Differences in C++-based LLVM IR depending on the target

Hey,

I noticed that Clang produces a slightly different LLVM IR for a C++ program when running with the target "arm64-apple-macosx13.0.0" than e.g. ""x86_64-pc-linux-gnu".

This confuses me since I was under the expression that the only changes are "Swift specific changes" and I never read about any changes to the IR due to the target. Especially, since I ran in non optimized mode and thus we should just run the very first bit of the compiler middle end and I expect all platform specific changes to be at the end of the middle end or more likely in the platform specific back ends.
Thus, I'm a bit confused by the differences. Is this behavior documented somewhere and can I get an overview of the differences without comparing both code bases?

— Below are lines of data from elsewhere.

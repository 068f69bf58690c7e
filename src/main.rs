use std::net::SocketAddr;
use std::sync::Arc;

use tokio::net::TcpListener;

use transcriber::application::ports::TranscriptionService;
use transcriber::application::services::TranscriptionPipeline;
use transcriber::domain::SpeakerLabelMap;
use transcriber::infrastructure::observability::{TracingConfig, init_tracing};
use transcriber::infrastructure::rendering::RendererFactory;
use transcriber::infrastructure::storage::LocalScratchStore;
use transcriber::infrastructure::transcription::{AssemblyAiClient, MockTranscriptionService};
use transcriber::presentation::{AppState, Environment, ScaffoldConfig, Settings, create_router};

#[tokio::main]
async fn main() -> anyhow::Result<()> {
    dotenvy::dotenv().ok();

    let environment: Environment = std::env::var("APP_ENVIRONMENT")
        .unwrap_or_else(|_| "local".into())
        .try_into()
        .map_err(anyhow::Error::msg)?;

    let settings = Settings::load(environment)?;

    init_tracing(&TracingConfig::new(
        environment.as_str(),
        settings.logging.level.clone(),
        settings.logging.enable_json,
    ));

    let scaffold_config = ScaffoldConfig::from_env();

    let transcription_service: Arc<dyn TranscriptionService> = if scaffold_config.enabled {
        tracing::warn!("Scaffold mode enabled, serving canned transcripts");
        Arc::new(
            MockTranscriptionService::default()
                .with_delay(scaffold_config.mock_response_delay()),
        )
    } else {
        if settings.assemblyai.api_key.is_empty() {
            anyhow::bail!("ASSEMBLYAI_API_KEY must be set unless SCAFFOLD_MODE is enabled");
        }
        Arc::new(AssemblyAiClient::new(
            settings.assemblyai.api_key.clone(),
            Some(settings.assemblyai.base_url.clone()),
            Some(settings.poll_interval()),
        ))
    };

    let scratch_store = Arc::new(LocalScratchStore::new(settings.scratch_dir())?);
    tracing::info!(scratch_dir = %scratch_store.base_path().display(), "Scratch store ready");

    let pipeline = Arc::new(TranscriptionPipeline::new(
        transcription_service,
        scratch_store,
        RendererFactory::all(),
        SpeakerLabelMap::default(),
        settings.transcription_options(),
    ));

    let state = AppState {
        pipeline,
        max_upload_bytes: settings.max_upload_bytes(),
        scaffold_config,
    };

    let router = create_router(state);

    let addr: SocketAddr = format!("{}:{}", settings.server.host, settings.server.port).parse()?;
    tracing::info!("Listening on {}", addr);

    let listener = TcpListener::bind(addr).await?;
    axum::serve(listener, router)
        .with_graceful_shutdown(shutdown_signal())
        .await?;

    Ok(())
}

async fn shutdown_signal() {
    match tokio::signal::ctrl_c().await {
        Ok(()) => tracing::info!("Shutdown signal received"),
        Err(e) => {
            tracing::error!(error = %e, "Failed to listen for shutdown signal");
            std::future::pending::<()>().await;
        }
    }
}
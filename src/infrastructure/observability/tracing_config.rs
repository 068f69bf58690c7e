/// Configuration for tracing initialization.
#[derive(Debug, Clone)]
pub struct TracingConfig {
    pub environment: String,
    pub level: String,
    pub json_format: bool,
}

impl TracingConfig {
    pub fn new(
        environment: impl Into<String>,
        level: impl Into<String>,
        json_format: bool,
    ) -> Self {
        Self {
            environment: environment.into(),
            level: level.into(),
            json_format,
        }
    }

    /// Filter used when `RUST_LOG` is not set.
    pub fn default_filter(&self) -> String {
        format!("{},transcriber=debug,tower_http=debug", self.level)
    }
}
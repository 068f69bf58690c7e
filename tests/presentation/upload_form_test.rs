use transcriber::domain::OutputFormat;
use transcriber::presentation::forms::{UploadForm, UploadedFile};

const REQUIRED: &str = "This field is required.";

fn audio(name: &str, data: &[u8]) -> Option<UploadedFile> {
    Some(UploadedFile {
        file_name: Some(name.to_string()),
        data: data.to_vec(),
    })
}

#[test]
fn given_file_and_docx_choice_when_validating_then_submission_is_accepted() {
    let form = UploadForm {
        audio_file: audio("call.wav", b"RIFF"),
        file_type: Some("docx".to_string()),
    };

    let submission = form.validate().unwrap();

    assert_eq!(submission.output_format, OutputFormat::Docx);
    assert_eq!(submission.file_name, "call.wav");
    assert_eq!(submission.audio, b"RIFF");
}

#[test]
fn given_no_file_when_validating_then_audio_field_is_required() {
    let form = UploadForm {
        audio_file: None,
        file_type: Some("txt".to_string()),
    };

    let invalid = form.validate().unwrap_err();

    assert_eq!(invalid.errors.audio_file, vec![REQUIRED.to_string()]);
    assert!(invalid.errors.file_type.is_empty());
}

#[test]
fn given_empty_form_when_validating_then_both_fields_are_required() {
    let invalid = UploadForm::default().validate().unwrap_err();

    assert_eq!(invalid.errors.audio_file, vec![REQUIRED.to_string()]);
    assert_eq!(invalid.errors.file_type, vec![REQUIRED.to_string()]);
    assert_eq!(invalid.selected, OutputFormat::Txt);
}

#[test]
fn given_part_without_file_name_when_validating_then_audio_field_is_required() {
    let form = UploadForm {
        audio_file: Some(UploadedFile {
            file_name: Some(String::new()),
            data: Vec::new(),
        }),
        file_type: Some("txt".to_string()),
    };

    let invalid = form.validate().unwrap_err();

    assert_eq!(invalid.errors.audio_file, vec![REQUIRED.to_string()]);
}

#[test]
fn given_empty_file_when_validating_then_reports_empty_file() {
    let form = UploadForm {
        audio_file: audio("silence.wav", b""),
        file_type: Some("txt".to_string()),
    };

    let invalid = form.validate().unwrap_err();

    assert_eq!(
        invalid.errors.audio_file,
        vec!["The submitted file is empty.".to_string()]
    );
}

#[test]
fn given_unknown_choice_when_validating_then_reports_invalid_choice() {
    let form = UploadForm {
        audio_file: audio("call.wav", b"RIFF"),
        file_type: Some("pdf".to_string()),
    };

    let invalid = form.validate().unwrap_err();

    assert_eq!(
        invalid.errors.file_type,
        vec!["Select a valid choice. pdf is not one of the available choices.".to_string()]
    );
    assert_eq!(invalid.selected, OutputFormat::Txt);
}

#[test]
fn given_missing_file_with_docx_choice_when_validating_then_choice_is_kept() {
    let form = UploadForm {
        audio_file: None,
        file_type: Some("docx".to_string()),
    };

    let invalid = form.validate().unwrap_err();

    assert_eq!(invalid.selected, OutputFormat::Docx);
}
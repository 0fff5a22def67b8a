use serde::{Deserialize, Serialize};

#[derive(Debug, Clone, Copy, Serialize, Deserialize, PartialEq, Eq, Hash, PartialOrd, Ord)]
pub enum Suit {
    Spades,
    Hearts,
    Clubs,
    Diamonds,
}

impl Suit {
    pub const ALL: [Suit; 4] = [Suit::Spades, Suit::Hearts, Suit::Clubs, Suit::Diamonds];

    pub fn id(self) -> &'static str {
        match self {
            Suit::Spades => "spades",
            Suit::Hearts => "hearts",
            Suit::Clubs => "clubs",
            Suit::Diamonds => "diamonds",
        }
    }
}

#[derive(Debug, Clone, Copy, Serialize, Deserialize, PartialEq, Eq, Hash, PartialOrd, Ord)]
pub enum Rank {
    Two,
    Three,
    Four,
    Five,
    Six,
    Seven,
    Eight,
    Nine,
    Ten,
    Jack,
    Queen,
    King,
    Ace,
}

impl Rank {
    pub const ALL: [Rank; 13] = [
        Rank::Two,
        Rank::Three,
        Rank::Four,
        Rank::Five,
        Rank::Six,
        Rank::Seven,
        Rank::Eight,
        Rank::Nine,
        Rank::Ten,
        Rank::Jack,
        Rank::Queen,
        Rank::King,
        Rank::Ace,
    ];

    /// Ordering value, Ace high (2–14).
    pub fn value(self) -> u8 {
        match self {
            Rank::Two => 2,
            Rank::Three => 3,
            Rank::Four => 4,
            Rank::Five => 5,
            Rank::Six => 6,
            Rank::Seven => 7,
            Rank::Eight => 8,
            Rank::Nine => 9,
            Rank::Ten => 10,
            Rank::Jack => 11,
            Rank::Queen => 12,
            Rank::King => 13,
            Rank::Ace => 14,
        }
    }

    /// Chip contribution when the card scores: 2–10 face value, faces 10, Ace 11.
    pub fn chips(self) -> i64 {
        match self {
            Rank::Jack | Rank::Queen | Rank::King => 10,
            Rank::Ace => 11,
            other => other.value() as i64,
        }
    }

    /// Even for 2/4/6/8/10. Face cards are neither even nor odd.
    pub fn is_even(self) -> bool {
        matches!(
            self,
            Rank::Two | Rank::Four | Rank::Six | Rank::Eight | Rank::Ten
        )
    }

    /// Odd for 3/5/7/9 and the Ace (valued 14 but counted odd).
    pub fn is_odd(self) -> bool {
        matches!(
            self,
            Rank::Three | Rank::Five | Rank::Seven | Rank::Nine | Rank::Ace
        )
    }

    pub fn id(self) -> &'static str {
        match self {
            Rank::Two => "2",
            Rank::Three => "3",
            Rank::Four => "4",
            Rank::Five => "5",
            Rank::Six => "6",
            Rank::Seven => "7",
            Rank::Eight => "8",
            Rank::Nine => "9",
            Rank::Ten => "10",
            Rank::Jack => "J",
            Rank::Queen => "Q",
            Rank::King => "K",
            Rank::Ace => "A",
        }
    }
}

/// Identity of a single physical card within a run. Fresh ids are allocated
/// every time the deck is rebuilt, so cards from a previous round never alias.
#[derive(
    Debug, Clone, Copy, Serialize, Deserialize, PartialEq, Eq, Hash, PartialOrd, Ord, Default,
)]
#[serde(transparent)]
pub struct CardId(pub u32);

#[derive(Debug, Clone, Copy, Serialize, Deserialize, PartialEq, Eq, Hash)]
pub struct Card {
    pub id: CardId,
    pub suit: Suit,
    pub rank: Rank,
}

impl Card {
    pub fn new(id: CardId, suit: Suit, rank: Rank) -> Self {
        Self { id, suit, rank }
    }

    pub fn value(&self) -> u8 {
        self.rank.value()
    }

    pub fn chips(&self) -> i64 {
        self.rank.chips()
    }
}
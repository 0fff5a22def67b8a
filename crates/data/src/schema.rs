use serde::Deserialize;

pub use feltro_core::{
    Activation, CardFilter, Catalog, GameConfig, HandKind, ModifierDef, ModifierEffect,
    ModifierRarity, Suit,
};

/// On-disk shape of one modifier definition. Keywords are resolved into the
/// core enums by `load`; unknown keywords fail loading rather than being
/// carried along.
#[derive(Debug, Clone, Deserialize)]
pub struct RawModifierDef {
    pub id: String,
    pub name: String,
    pub description: String,
    pub rarity: String,
    pub cost: i64,
    pub activation: String,
    pub effect: RawEffect,
}

/// One effect descriptor. `kind` picks the capability; the remaining fields
/// are required or ignored depending on it.
#[derive(Debug, Clone, Deserialize)]
pub struct RawEffect {
    pub kind: String,
    #[serde(default)]
    pub chips: Option<i64>,
    #[serde(default)]
    pub mult: Option<f64>,
    #[serde(default)]
    pub filter: Option<String>,
    #[serde(default)]
    pub hands: Option<Vec<String>>,
}
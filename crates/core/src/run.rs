use crate::{Advisor, Catalog, Deck, GameConfig, GameState, Rack, RngState, ShopState, TableView};

mod hand;
mod round;
mod shop;

pub use hand::SortKey;

/// One run of the game: the card partitions, the modifier rack, the round
/// state, and the command surface the presentation drives.
///
/// Commands follow the silent no-op policy: a failed guard leaves the run
/// untouched and raises no error; economic rejections surface through the
/// advisory field only.
pub struct RunState {
    pub config: GameConfig,
    pub catalog: Catalog,
    pub rng: RngState,
    pub deck: Deck,
    pub hand: Vec<crate::Card>,
    pub selected: Vec<crate::CardId>,
    pub rack: Rack,
    pub shop: Option<ShopState>,
    pub state: GameState,
    advisor: Option<Box<dyn Advisor>>,
    next_card_id: u32,
    next_instance_uid: u32,
}

impl RunState {
    /// Total cards tracked by the run: deck + hand + discard. Scaling
    /// modifier effects read this.
    pub fn pool_size(&self) -> usize {
        self.deck.draw.len() + self.deck.discard.len() + self.hand.len()
    }

    pub fn set_advisor(&mut self, advisor: Option<Box<dyn Advisor>>) {
        self.advisor = advisor;
    }

    /// Forward a read-only view to the wired advisor and store its line in
    /// the advisory field. No other state effect, no-op without an advisor.
    pub fn request_advice(&mut self) {
        let Some(advisor) = self.advisor.as_deref() else {
            return;
        };
        let line = advisor.advise(TableView {
            hand: &self.hand,
            round_score: self.state.round_score,
            target: self.state.target,
        });
        self.state.message = Some(crate::Advisory::Advice(line));
    }

    pub(crate) fn alloc_card_id(&mut self) -> crate::CardId {
        let id = self.next_card_id;
        self.next_card_id = self.next_card_id.saturating_add(1);
        crate::CardId(id)
    }

    pub(crate) fn alloc_instance_uid(&mut self) -> u32 {
        let uid = self.next_instance_uid;
        self.next_instance_uid = self.next_instance_uid.saturating_add(1);
        uid
    }

    pub(crate) fn refill_hand(&mut self) {
        let needed = self.config.hand_size.saturating_sub(self.hand.len());
        if needed == 0 {
            return;
        }
        let mut drawn = self.deck.draw_cards(needed);
        self.hand.append(&mut drawn);
    }
}
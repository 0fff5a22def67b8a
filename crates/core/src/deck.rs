use crate::{Card, CardId, Rank, RngState, Suit};

/// The run's draw and discard piles. The third partition, the hand, lives on
/// the run itself; together the three always hold exactly the 52 cards built
/// by `standard52`.
#[derive(Debug, Default, Clone)]
pub struct Deck {
    pub draw: Vec<Card>,
    pub discard: Vec<Card>,
}

impl Deck {
    pub fn standard52() -> Self {
        let mut draw = Vec::with_capacity(52);
        for suit in Suit::ALL {
            for rank in Rank::ALL {
                draw.push(Card::new(CardId::default(), suit, rank));
            }
        }
        Self {
            draw,
            discard: Vec::new(),
        }
    }

    pub fn shuffle(&mut self, rng: &mut RngState) {
        rng.shuffle(&mut self.draw);
    }

    /// Draw up to `count` cards from the top. Short draws are not an error;
    /// an exhausted draw pile just yields fewer cards.
    pub fn draw_cards(&mut self, count: usize) -> Vec<Card> {
        let mut cards = Vec::with_capacity(count);
        for _ in 0..count {
            if let Some(card) = self.draw.pop() {
                cards.push(card);
            } else {
                break;
            }
        }
        cards
    }

    pub fn discard(&mut self, mut cards: Vec<Card>) {
        self.discard.append(&mut cards);
    }

    pub fn remaining(&self) -> usize {
        self.draw.len()
    }
}
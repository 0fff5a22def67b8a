mod app;
mod input;
mod view;

use anyhow::{Context, Result};
use app::App;
use crossterm::event::{self, Event as CEvent, KeyEventKind};
use crossterm::terminal::{
    disable_raw_mode, enable_raw_mode, EnterAlternateScreen, LeaveAlternateScreen,
};
use crossterm::{execute, ExecutableCommand};
use ratatui::backend::CrosstermBackend;
use ratatui::Terminal;
use std::io::{self, stdout, IsTerminal};
use std::time::Duration;

#[derive(Debug, Clone, Copy, Default)]
pub struct LaunchOptions {
    /// Fixed shuffle seed for scripted runs; entropy otherwise.
    pub seed: Option<u64>,
}

pub fn run(options: LaunchOptions) -> Result<()> {
    let mut app = App::bootstrap(options.seed)?;

    ensure_interactive_terminal()?;

    enable_raw_mode().map_err(|err| {
        anyhow::anyhow!(
            "failed to enable raw mode; ensure the process owns an interactive terminal: {err}"
        )
    })?;
    let mut stdout = stdout();
    stdout
        .execute(EnterAlternateScreen)
        .context("enter alternate screen")?;
    let backend = CrosstermBackend::new(stdout);
    let mut terminal = Terminal::new(backend).context("create terminal")?;

    let run_result = run_loop(&mut terminal, &mut app);
    restore_terminal(&mut terminal)?;
    run_result
}

pub fn run_with_args(args: &[String]) -> Result<()> {
    run(parse_options(args))
}

fn parse_options(args: &[String]) -> LaunchOptions {
    let mut seed = None;
    let mut idx = 0usize;
    while idx < args.len() {
        if args[idx].as_str() == "--seed" {
            if let Some(value) = args.get(idx + 1) {
                seed = value.parse::<u64>().ok();
                idx += 1;
            }
        }
        idx += 1;
    }
    LaunchOptions { seed }
}

fn run_loop(terminal: &mut Terminal<CrosstermBackend<io::Stdout>>, app: &mut App) -> Result<()> {
    let tick_rate = Duration::from_millis(120);
    while !app.should_quit {
        terminal.draw(|frame| view::draw(frame, app))?;
        if event::poll(tick_rate)? {
            if let CEvent::Key(key) = event::read()? {
                if key.kind != KeyEventKind::Press {
                    continue;
                }
                app.dispatch(input::map_key(key));
            }
        }
    }
    Ok(())
}

fn restore_terminal(terminal: &mut Terminal<CrosstermBackend<io::Stdout>>) -> Result<()> {
    disable_raw_mode().context("disable raw mode")?;
    execute!(terminal.backend_mut(), LeaveAlternateScreen).context("leave alternate screen")?;
    terminal.show_cursor().context("show cursor")?;
    Ok(())
}

fn ensure_interactive_terminal() -> Result<()> {
    if io::stdin().is_terminal() && io::stdout().is_terminal() {
        return Ok(());
    }
    anyhow::bail!(
        "feltro-cui requires an interactive TTY (run directly in a terminal, not a piped/headless shell)"
    );
}
use serde::{Deserialize, Serialize};
use thiserror::Error;

/// An owned copy of a catalog definition. Instances persist across rounds;
/// only a purchase creates one.
#[derive(Debug, Clone, Serialize, Deserialize, PartialEq, Eq)]
pub struct ModifierInstance {
    pub uid: u32,
    pub def_id: String,
}

#[derive(Debug, Error, PartialEq, Eq)]
pub enum RackError {
    #[error("no modifier slots left")]
    NoSlots,
}

/// The run's modifier rack, capped at a fixed slot count.
#[derive(Debug, Clone, Serialize, Deserialize)]
pub struct Rack {
    pub slots: usize,
    pub modifiers: Vec<ModifierInstance>,
}

impl Rack {
    pub fn with_slots(slots: usize) -> Self {
        Self {
            slots,
            modifiers: Vec::new(),
        }
    }

    pub fn is_full(&self) -> bool {
        self.modifiers.len() >= self.slots
    }

    pub fn try_add(&mut self, instance: ModifierInstance) -> Result<(), RackError> {
        if self.is_full() {
            return Err(RackError::NoSlots);
        }
        self.modifiers.push(instance);
        Ok(())
    }

    pub fn len(&self) -> usize {
        self.modifiers.len()
    }

    pub fn is_empty(&self) -> bool {
        self.modifiers.is_empty()
    }
}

Any help would be greatly appreciated :slight_smile:

Code for reproduction:

C++ Program:

class MyClass {
    public:
        MyClass() {

        }
};

int main() {
    MyClass c = MyClass();

}

Compiler Info: Apple clang version 14.0.0 (clang-1400.0.29.202)
Used flags in addition to the target flag: -emit-llvm -S -std=c++20 -fno-discard-value-names -O0

The difference is in the return type of the generated constructor:

For target "arm64-apple-macosx13.0.0"

define linkonce_odr %class.MyClass* @_ZN7MyClassC2Ev(%class.MyClass* returned %this) unnamed_addr #2 align 2 {
entry:
  %this.addr = alloca %class.MyClass*, align 8
  store %class.MyClass* %this, %class.MyClass** %this.addr, align 8
  %this1 = load %class.MyClass*, %class.MyClass** %this.addr, align 8
  ret %class.MyClass* %this1
}

For target "x86_64-pc-linux-gnu"

define linkonce_odr dso_local void @_ZN7MyClassC2Ev(%class.MyClass* nonnull dereferenceable(1) %this) unnamed_addr #1 comdat align 2 {
entry:
  %this.addr = alloca %class.MyClass*, align 8
  store %class.MyClass* %this, %class.MyClass** %this.addr, align 8
  %this1 = load %class.MyClass*, %class.MyClass** %this.addr, align 8
  ret void
}

I don't think there's a way to track such differences. While LLVM IR may be portable to some degree, it doesn't have to be.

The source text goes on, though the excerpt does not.